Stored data
◇ ◇ ◇
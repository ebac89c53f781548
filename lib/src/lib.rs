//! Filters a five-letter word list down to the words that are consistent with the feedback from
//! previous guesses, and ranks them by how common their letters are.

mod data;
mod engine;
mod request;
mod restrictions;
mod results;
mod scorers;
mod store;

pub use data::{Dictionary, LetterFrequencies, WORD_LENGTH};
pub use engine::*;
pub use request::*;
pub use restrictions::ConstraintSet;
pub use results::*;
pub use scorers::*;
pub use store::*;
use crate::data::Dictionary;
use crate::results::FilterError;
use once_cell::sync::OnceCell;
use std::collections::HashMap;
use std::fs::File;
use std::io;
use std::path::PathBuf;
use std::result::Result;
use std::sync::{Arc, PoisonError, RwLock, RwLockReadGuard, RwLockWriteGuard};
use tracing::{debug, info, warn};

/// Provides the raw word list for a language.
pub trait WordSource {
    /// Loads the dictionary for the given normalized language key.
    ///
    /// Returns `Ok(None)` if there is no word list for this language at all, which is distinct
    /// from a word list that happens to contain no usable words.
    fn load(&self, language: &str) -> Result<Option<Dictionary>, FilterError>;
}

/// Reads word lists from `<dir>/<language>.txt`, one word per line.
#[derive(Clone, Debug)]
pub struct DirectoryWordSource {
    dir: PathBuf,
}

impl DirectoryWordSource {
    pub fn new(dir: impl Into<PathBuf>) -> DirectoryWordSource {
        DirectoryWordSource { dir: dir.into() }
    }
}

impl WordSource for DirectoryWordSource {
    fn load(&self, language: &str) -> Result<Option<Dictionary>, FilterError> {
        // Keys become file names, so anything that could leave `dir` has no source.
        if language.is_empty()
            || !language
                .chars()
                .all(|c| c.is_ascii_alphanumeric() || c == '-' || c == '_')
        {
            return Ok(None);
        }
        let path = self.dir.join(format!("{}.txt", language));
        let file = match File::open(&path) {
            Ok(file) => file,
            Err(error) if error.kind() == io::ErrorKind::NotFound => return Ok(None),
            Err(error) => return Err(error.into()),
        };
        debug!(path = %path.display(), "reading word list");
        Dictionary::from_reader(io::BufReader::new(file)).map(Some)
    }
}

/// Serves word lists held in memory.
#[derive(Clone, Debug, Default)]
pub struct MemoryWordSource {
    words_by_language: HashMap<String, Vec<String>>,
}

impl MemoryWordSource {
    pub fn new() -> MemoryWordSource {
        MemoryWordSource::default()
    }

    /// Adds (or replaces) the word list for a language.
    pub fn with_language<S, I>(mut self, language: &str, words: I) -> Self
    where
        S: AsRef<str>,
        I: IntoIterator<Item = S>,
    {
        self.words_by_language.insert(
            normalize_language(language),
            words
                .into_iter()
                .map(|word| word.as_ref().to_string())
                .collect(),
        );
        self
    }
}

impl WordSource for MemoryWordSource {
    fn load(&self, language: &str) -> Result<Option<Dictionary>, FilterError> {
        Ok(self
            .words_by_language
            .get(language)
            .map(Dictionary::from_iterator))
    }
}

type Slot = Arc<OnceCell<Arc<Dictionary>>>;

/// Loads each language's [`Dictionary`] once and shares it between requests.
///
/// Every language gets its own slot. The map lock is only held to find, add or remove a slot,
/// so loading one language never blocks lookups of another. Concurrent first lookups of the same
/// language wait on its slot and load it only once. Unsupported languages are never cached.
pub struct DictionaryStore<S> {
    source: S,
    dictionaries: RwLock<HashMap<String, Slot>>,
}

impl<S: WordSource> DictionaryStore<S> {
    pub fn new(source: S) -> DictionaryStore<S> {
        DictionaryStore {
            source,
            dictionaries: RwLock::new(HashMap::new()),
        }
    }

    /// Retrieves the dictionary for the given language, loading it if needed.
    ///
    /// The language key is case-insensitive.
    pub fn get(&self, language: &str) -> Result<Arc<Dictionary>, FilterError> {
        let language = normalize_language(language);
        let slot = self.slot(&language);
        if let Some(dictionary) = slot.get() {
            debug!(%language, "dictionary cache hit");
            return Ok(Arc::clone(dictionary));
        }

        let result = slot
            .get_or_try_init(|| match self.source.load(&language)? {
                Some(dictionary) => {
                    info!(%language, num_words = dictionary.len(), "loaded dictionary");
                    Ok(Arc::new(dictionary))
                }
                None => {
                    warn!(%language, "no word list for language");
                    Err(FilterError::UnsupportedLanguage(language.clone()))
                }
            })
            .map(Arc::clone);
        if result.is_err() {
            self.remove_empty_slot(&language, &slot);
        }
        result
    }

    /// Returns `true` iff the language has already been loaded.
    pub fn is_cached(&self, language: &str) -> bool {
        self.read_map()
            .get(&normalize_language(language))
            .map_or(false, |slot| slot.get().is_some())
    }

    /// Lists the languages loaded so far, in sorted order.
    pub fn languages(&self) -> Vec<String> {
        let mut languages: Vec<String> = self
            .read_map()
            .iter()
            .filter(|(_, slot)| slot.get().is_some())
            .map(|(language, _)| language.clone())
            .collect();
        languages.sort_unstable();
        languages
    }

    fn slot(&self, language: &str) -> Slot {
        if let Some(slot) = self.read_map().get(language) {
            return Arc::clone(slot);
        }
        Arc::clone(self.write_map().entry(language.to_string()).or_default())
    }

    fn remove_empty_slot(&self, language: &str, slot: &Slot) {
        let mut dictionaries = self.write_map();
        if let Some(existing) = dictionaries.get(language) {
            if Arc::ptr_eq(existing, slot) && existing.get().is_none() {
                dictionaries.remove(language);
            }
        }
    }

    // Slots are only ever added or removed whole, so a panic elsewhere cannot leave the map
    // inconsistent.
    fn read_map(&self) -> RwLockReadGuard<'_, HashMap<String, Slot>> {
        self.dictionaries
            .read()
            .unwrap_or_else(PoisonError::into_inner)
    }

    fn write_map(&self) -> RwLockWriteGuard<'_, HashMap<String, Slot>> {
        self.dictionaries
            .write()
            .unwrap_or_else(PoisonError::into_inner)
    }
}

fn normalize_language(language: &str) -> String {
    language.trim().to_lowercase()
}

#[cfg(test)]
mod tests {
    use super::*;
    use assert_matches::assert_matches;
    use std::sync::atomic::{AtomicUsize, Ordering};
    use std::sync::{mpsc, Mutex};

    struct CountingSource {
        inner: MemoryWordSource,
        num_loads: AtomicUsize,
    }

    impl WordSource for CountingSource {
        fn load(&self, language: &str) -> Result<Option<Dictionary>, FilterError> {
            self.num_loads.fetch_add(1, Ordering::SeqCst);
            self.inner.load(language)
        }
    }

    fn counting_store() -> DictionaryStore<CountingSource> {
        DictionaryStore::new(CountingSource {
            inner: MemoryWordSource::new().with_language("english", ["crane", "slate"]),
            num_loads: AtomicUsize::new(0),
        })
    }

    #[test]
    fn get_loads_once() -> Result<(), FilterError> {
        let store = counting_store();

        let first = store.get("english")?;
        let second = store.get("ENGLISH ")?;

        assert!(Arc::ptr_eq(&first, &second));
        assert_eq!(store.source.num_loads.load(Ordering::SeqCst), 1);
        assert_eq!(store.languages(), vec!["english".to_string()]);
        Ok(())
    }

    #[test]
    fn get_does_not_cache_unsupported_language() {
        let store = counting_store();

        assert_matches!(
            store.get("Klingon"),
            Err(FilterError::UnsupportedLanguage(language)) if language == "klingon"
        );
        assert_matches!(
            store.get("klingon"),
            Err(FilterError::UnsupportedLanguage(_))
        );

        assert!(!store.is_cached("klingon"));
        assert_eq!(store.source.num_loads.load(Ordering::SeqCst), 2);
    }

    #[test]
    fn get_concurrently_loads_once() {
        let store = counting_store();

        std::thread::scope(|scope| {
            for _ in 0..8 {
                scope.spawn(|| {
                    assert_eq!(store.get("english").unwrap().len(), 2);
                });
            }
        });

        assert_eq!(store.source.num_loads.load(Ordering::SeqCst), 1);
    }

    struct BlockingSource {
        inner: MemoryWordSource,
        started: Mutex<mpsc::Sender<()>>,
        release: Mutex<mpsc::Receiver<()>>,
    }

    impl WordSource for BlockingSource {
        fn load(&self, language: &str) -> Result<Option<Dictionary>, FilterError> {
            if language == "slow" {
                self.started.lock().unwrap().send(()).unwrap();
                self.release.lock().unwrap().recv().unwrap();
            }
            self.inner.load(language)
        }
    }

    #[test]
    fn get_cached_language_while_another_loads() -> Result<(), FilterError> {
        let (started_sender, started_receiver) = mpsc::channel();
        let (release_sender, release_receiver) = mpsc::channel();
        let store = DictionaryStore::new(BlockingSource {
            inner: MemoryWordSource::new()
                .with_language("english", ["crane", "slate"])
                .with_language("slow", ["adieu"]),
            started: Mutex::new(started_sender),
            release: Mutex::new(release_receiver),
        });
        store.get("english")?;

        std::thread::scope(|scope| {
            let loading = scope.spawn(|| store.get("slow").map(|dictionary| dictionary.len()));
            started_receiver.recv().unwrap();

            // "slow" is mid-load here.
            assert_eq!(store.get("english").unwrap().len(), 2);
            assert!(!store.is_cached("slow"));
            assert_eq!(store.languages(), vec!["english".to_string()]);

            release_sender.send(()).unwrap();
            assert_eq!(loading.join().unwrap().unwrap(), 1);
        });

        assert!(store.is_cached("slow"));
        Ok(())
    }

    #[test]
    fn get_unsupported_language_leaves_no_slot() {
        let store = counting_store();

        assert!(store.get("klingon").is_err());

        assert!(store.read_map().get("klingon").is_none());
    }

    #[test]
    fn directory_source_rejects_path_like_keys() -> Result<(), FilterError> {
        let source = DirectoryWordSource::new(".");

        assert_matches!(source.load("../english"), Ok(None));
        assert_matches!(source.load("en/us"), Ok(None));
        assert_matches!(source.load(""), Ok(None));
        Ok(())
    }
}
◇ ◇ ◇
ABOUT THIS TASK: Extract from the records above the lines from the one containing "type Slot = Arc<OnceCell<Arc<Dictionary>>>;" to the one containing "of the same", both lines included, exactly as they appear and with nothing else.

TASK SOLUTION:
type Slot = Arc<OnceCell<Arc<Dictionary>>>;

/// Loads each language's [`Dictionary`] once and shares it between requests.
///
/// Every language gets its own slot. The map lock is only held to find, add or remove a slot,
/// so loading one language never blocks lookups of another. Concurrent first lookups of the same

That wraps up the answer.